» **INPUT DATA**
○ ○ ○ ○ ○ ○ ○

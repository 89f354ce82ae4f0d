#![allow(clippy::unwrap_used)]
#![allow(deprecated)]

use predicates::prelude::*;

use super::test_context::TestContext;

#[test]
fn test_config_prints_effective_settings() {
    let ctx = TestContext::new();

    ctx.command()
        .arg("config")
        .assert()
        .success()
        .stdout(predicate::str::contains("api_url"))
        .stdout(predicate::str::contains("127.0.0.1:9"))
        .stdout(predicate::str::contains("logged_in = false"));
}

#[test]
fn test_whoami_without_session_fails() {
    TestContext::new()
        .command()
        .arg("whoami")
        .assert()
        .failure()
        .stderr(predicate::str::contains("Not logged in"));
}

#[test]
fn test_whoami_prints_session_user() {
    TestContext::logged_in()
        .command()
        .arg("whoami")
        .assert()
        .success()
        .stdout(predicate::str::contains("Username: dana"))
        .stdout(predicate::str::contains("Email: dana@example.com"));
}

#[test]
fn test_logout_without_session() {
    TestContext::new()
        .command()
        .arg("logout")
        .assert()
        .success()
        .stdout(predicate::str::contains("No active session."));
}

#[test]
fn test_logout_removes_session_file() {
    let ctx = TestContext::logged_in();

    ctx.command()
        .arg("logout")
        .assert()
        .success()
        .stdout(predicate::str::contains("Logged out."));

    assert!(!ctx.session_path.exists());
}

#[test]
fn test_register_validates_before_any_request() {
    // the API is unreachable, so these messages can only come from the
    // client-side validation pass
    let username = format!("user_{}", uuid::Uuid::new_v4().simple());

    TestContext::new()
        .command()
        .args([
            "register",
            "--username",
            &username,
            "--password",
            "hunter2",
            "--display-name",
            "User",
            "--email",
            "not-an-email",
            "--phone",
            "call me",
        ])
        .assert()
        .failure()
        .stderr(predicate::str::contains("Invalid email"))
        .stderr(predicate::str::contains("Invalid phone number"));
}

#[test]
fn test_login_network_failure_is_reported() {
    TestContext::new()
        .command()
        .args(["login", "--username", "dana", "--password", "hunter2"])
        .assert()
        .failure();
}

#[test]
fn test_favorites_require_login() {
    TestContext::new()
        .command()
        .args(["favorites", "add", "3"])
        .assert()
        .failure()
        .stderr(predicate::str::contains("logged in to manage favorites"));
}

#[test]
fn test_seek_rejects_unknown_category() {
    TestContext::new()
        .command()
        .args(["seek", "--category", "Dragon"])
        .assert()
        .failure()
        .stderr(predicate::str::contains("Unknown category: Dragon"));
}

#[test]
fn test_ad_create_requires_login() {
    TestContext::new()
        .command()
        .args([
            "ad", "create", "--category", "Cat", "--name", "Whiskers", "--age", "1",
            "--gender", "female", "--content", "Playful.",
        ])
        .assert()
        .failure()
        .stderr(predicate::str::contains("Must be a registered user"));
}

#[test]
fn test_ad_create_rejects_oversized_image() {
    let ctx = TestContext::logged_in();
    let image = ctx.temp_dir.path().join("pet.jpg");
    std::fs::write(&image, vec![0u8; 1_048_577]).unwrap();

    ctx.command()
        .args([
            "ad",
            "create",
            "--category",
            "Cat",
            "--name",
            "Whiskers",
            "--age",
            "1",
            "--gender",
            "female",
            "--content",
            "Playful.",
            "--image",
            image.to_str().unwrap(),
        ])
        .assert()
        .failure()
        .stderr(predicate::str::contains("should not exceed 1MB"));
}

#[test]
fn test_interactive_seek_shows_error_and_keeps_running() {
    // the fetch fails against the dead service; the view reports the error
    // on stderr and stays up until 'q'
    TestContext::new()
        .command()
        .args(["seek", "--interactive", "--output", "plain"])
        .write_stdin("q\n")
        .assert()
        .success()
        .stdout(predicate::str::contains("Page 1 of 1"))
        .stderr(predicate::str::contains("Error:"));
}

#[test]
fn test_completion_generates_script() {
    TestContext::new()
        .command()
        .args(["completion", "bash"])
        .assert()
        .success()
        .stdout(predicate::str::contains("rehome"));
}
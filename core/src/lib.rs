#![deny(clippy::expect_used, clippy::unwrap_used, clippy::panic)]

pub mod error;
pub mod models;
pub mod pager;

// Re-export commonly used types
pub use error::FetchError;
pub use models::{Ad, AdPage, NewAd, UserProfile, AD_PAGE_SIZES, CATEGORIES};
pub use pager::{FetchRequest, PageData, Pager};
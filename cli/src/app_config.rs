use std::path::Path;

use serde::Serialize;

use crate::{args::ConfigArgs, session::Session};

pub const DEFAULT_API_URL: &str = "http://localhost:8080/api";

#[derive(Debug, Serialize)]
pub struct AppConfig {
    pub api_url: String,
    pub session_path: String,
    pub logged_in: bool,
}

impl Default for AppConfig {
    fn default() -> Self {
        AppConfig {
            api_url: DEFAULT_API_URL.to_string(),
            session_path: "./session.toml".to_string(),
            logged_in: false,
        }
    }
}

impl AppConfig {
    /// Resolution order for the API URL: flag/env, then the URL the session
    /// was created against, then the default.
    pub fn from_args(args: &ConfigArgs, session_path: &Path, session: Option<&Session>) -> Self {
        let defaults = AppConfig::default();

        let api_url = args
            .api_url
            .clone()
            .or_else(|| session.and_then(|s| s.api_url.clone()))
            .unwrap_or(defaults.api_url);

        AppConfig {
            api_url,
            session_path: session_path
                .to_str()
                .map(|p| p.to_string())
                .unwrap_or(defaults.session_path),
            logged_in: session.is_some(),
        }
    }

    /// Origin the service serves images from (the API URL without its
    /// trailing `/api` segment).
    pub fn image_origin(&self) -> &str {
        self.api_url
            .strip_suffix("/api")
            .unwrap_or(&self.api_url)
            .trim_end_matches('/')
    }
}

#[cfg(test)]
mod tests {
    use super::*;

    fn args(api_url: Option<&str>) -> ConfigArgs {
        ConfigArgs {
            api_url: api_url.map(|s| s.to_string()),
            session_path: None,
        }
    }

    #[test]
    fn test_flag_wins_over_session_url() {
        let session = Session {
            user: rehome_core::UserProfile {
                id: 1,
                username: "u".to_string(),
                display_name: "U".to_string(),
                email: "u@example.com".to_string(),
                phone: "050-0000000".to_string(),
            },
            api_url: Some("http://stored:9999/api".to_string()),
        };

        let config = AppConfig::from_args(
            &args(Some("http://flag:1234/api")),
            Path::new("/tmp/session.toml"),
            Some(&session),
        );

        assert_eq!(config.api_url, "http://flag:1234/api");
        assert!(config.logged_in);
    }

    #[test]
    fn test_defaults_without_session() {
        let config = AppConfig::from_args(&args(None), Path::new("/tmp/session.toml"), None);

        assert_eq!(config.api_url, DEFAULT_API_URL);
        assert!(!config.logged_in);
    }

    #[test]
    fn test_image_origin_strips_api_suffix() {
        let mut config = AppConfig::default();
        config.api_url = "http://localhost:8080/api".to_string();

        assert_eq!(config.image_origin(), "http://localhost:8080");
    }
}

○ ○ ○ ○ ○ ○ ○

» **EXERCISE**
Write the data out again. Match it exactly.

» **SOLUTION FOR THIS PROBLEM**
repository 89f354ce82ae4f0d
#![allow(clippy::unwrap_used)]
#![allow(deprecated)]

use predicates::prelude::*;

use super::test_context::TestContext;

#[test]
fn test_config_prints_effective_settings() {
    let ctx = TestContext::new();

    ctx.command()
        .arg("config")
        .assert()
        .success()
        .stdout(predicate::str::contains("api_url"))
        .stdout(predicate::str::contains("127.0.0.1:9"))
        .stdout(predicate::str::contains("logged_in = false"));
}

#[test]
fn test_whoami_without_session_fails() {
    TestContext::new()
        .command()
        .arg("whoami")
        .assert()
        .failure()
        .stderr(predicate::str::contains("Not logged in"));
}

#[test]
fn test_whoami_prints_session_user() {
    TestContext::logged_in()
        .command()
        .arg("whoami")
        .assert()
        .success()
        .stdout(predicate::str::contains("Username: dana"))
        .stdout(predicate::str::contains("Email: dana@example.com"));
}

#[test]
fn test_logout_without_session() {
    TestContext::new()
        .command()
        .arg("logout")
        .assert()
        .success()
        .stdout(predicate::str::contains("No active session."));
}

#[test]
fn test_logout_removes_session_file() {
    let ctx = TestContext::logged_in();

    ctx.command()
        .arg("logout")
        .assert()
        .success()
        .stdout(predicate::str::contains("Logged out."));

    assert!(!ctx.session_path.exists());
}

#[test]
fn test_register_validates_before_any_request() {
    // the API is unreachable, so these messages can only come from the
    // client-side validation pass
    let username = format!("user_{}", uuid::Uuid::new_v4().simple());

    TestContext::new()
        .command()
        .args([
            "register",
            "--username",
            &username,
            "--password",
            "hunter2",
            "--display-name",
            "User",
            "--email",
            "not-an-email",
            "--phone",
            "call me",
        ])
        .assert()
        .failure()
        .stderr(predicate::str::contains("Invalid email"))
        .stderr(predicate::str::contains("Invalid phone number"));
}

#[test]
fn test_login_network_failure_is_reported() {
    TestContext::new()
        .command()
        .args(["login", "--username", "dana", "--password", "hunter2"])
        .assert()
        .failure();
}

#[test]
fn test_favorites_require_login() {
    TestContext::new()
        .command()
        .args(["favorites", "add", "3"])
        .assert()
        .failure()
        .stderr(predicate::str::contains("logged in to manage favorites"));
}

#[test]
fn test_seek_rejects_unknown_category() {
    TestContext::new()
        .command()
        .args(["seek", "--category", "Dragon"])
        .assert()
        .failure()
        .stderr(predicate::str::contains("Unknown category: Dragon"));
}

#[test]
fn test_ad_create_requires_login() {
    TestContext::new()
        .command()
        .args([
            "ad", "create", "--category", "Cat", "--name", "Whiskers", "--age", "1",
            "--gender", "female", "--content", "Playful.",
        ])
        .assert()
        .failure()
        .stderr(predicate::str::contains("Must be a registered user"));
}

#[test]
fn test_ad_create_rejects_oversized_image() {
    let ctx = TestContext::logged_in();
    let image = ctx.temp_dir.path().join("pet.jpg");
    std::fs::write(&image, vec![0u8; 1_048_577]).unwrap();

    ctx.command()
        .args([
            "ad",
            "create",
            "--category",
            "Cat",
            "--name",
            "Whiskers",
            "--age",
            "1",
            "--gender",
            "female",
            "--content",
            "Playful.",
            "--image",
            image.to_str().unwrap(),
        ])
        .assert()
        .failure()
        .stderr(predicate::str::contains("should not exceed 1MB"));
}

#[test]
fn test_interactive_seek_shows_error_and_keeps_running() {
    // the fetch fails against the dead service; the view reports the error
    // on stderr and stays up until 'q'
    TestContext::new()
        .command()
        .args(["seek", "--interactive", "--output", "plain"])
        .write_stdin("q\n")
        .assert()
        .success()
        .stdout(predicate::str::contains("Page 1 of 1"))
        .stderr(predicate::str::contains("Error:"));
}

#[test]
fn test_completion_generates_script() {
    TestContext::new()
        .command()
        .args(["completion", "bash"])
        .assert()
        .success()
        .stdout(predicate::str::contains("rehome"));
}
filename core/src/lib.rs
#![deny(clippy::expect_used, clippy::unwrap_used, clippy::panic)]

pub mod error;
pub mod models;
pub mod pager;

// Re-export commonly used types
pub use error::FetchError;
pub use models::{Ad, AdPage, NewAd, UserProfile, AD_PAGE_SIZES, CATEGORIES};
pub use pager::{FetchRequest, PageData, Pager};
filename cli/src/app_config.rs
use std::path::Path;

use serde::Serialize;

use crate::{args::ConfigArgs, session::Session};

pub const DEFAULT_API_URL: &str = "http://localhost:8080/api";

#[derive(Debug, Serialize)]
pub struct AppConfig {
    pub api_url: String,
    pub session_path: String,
    pub logged_in: bool,
}

impl Default for AppConfig {
    fn default() -> Self {
        AppConfig {
            api_url: DEFAULT_API_URL.to_string(),
            session_path: "./session.toml".to_string(),
            logged_in: false,
        }
    }
}

impl AppConfig {
    /// Resolution order for the API URL: flag/env, then the URL the session
    /// was created against, then the default.
    pub fn from_args(args: &ConfigArgs, session_path: &Path, session: Option<&Session>) -> Self {
        let defaults = AppConfig::default();

        let api_url = args
            .api_url
            .clone()
            .or_else(|| session.and_then(|s| s.api_url.clone()))
            .unwrap_or(defaults.api_url);

        AppConfig {
            api_url,
            session_path: session_path
                .to_str()
                .map(|p| p.to_string())
                .unwrap_or(defaults.session_path),
            logged_in: session.is_some(),
        }
    }

    /// Origin the service serves images from (the API URL without its
    /// trailing `/api` segment).
    pub fn image_origin(&self) -> &str {
        self.api_url
            .strip_suffix("/api")
            .unwrap_or(&self.api_url)
            .trim_end_matches('/')
    }
}

#[cfg(test)]
mod tests {
    use super::*;

    fn args(api_url: Option<&str>) -> ConfigArgs {
        ConfigArgs {
            api_url: api_url.map(|s| s.to_string()),
            session_path: None,
        }
    }

    #[test]
    fn test_flag_wins_over_session_url() {
        let session = Session {
            user: rehome_core::UserProfile {
                id: 1,
                username: "u".to_string(),
                display_name: "U".to_string(),
                email: "u@example.com".to_string(),
                phone: "050-0000000".to_string(),
            },
            api_url: Some("http://stored:9999/api".to_string()),
        };

        let config = AppConfig::from_args(
            &args(Some("http://flag:1234/api")),
            Path::new("/tmp/session.toml"),
            Some(&session),
        );

        assert_eq!(config.api_url, "http://flag:1234/api");
        assert!(config.logged_in);
    }

    #[test]
    fn test_defaults_without_session() {
        let config = AppConfig::from_args(&args(None), Path::new("/tmp/session.toml"), None);

        assert_eq!(config.api_url, DEFAULT_API_URL);
        assert!(!config.logged_in);
    }

    #[test]
    fn test_image_origin_strips_api_suffix() {
        let mut config = AppConfig::default();
        config.api_url = "http://localhost:8080/api".to_string();

        assert_eq!(config.image_origin(), "http://localhost:8080");
    }
}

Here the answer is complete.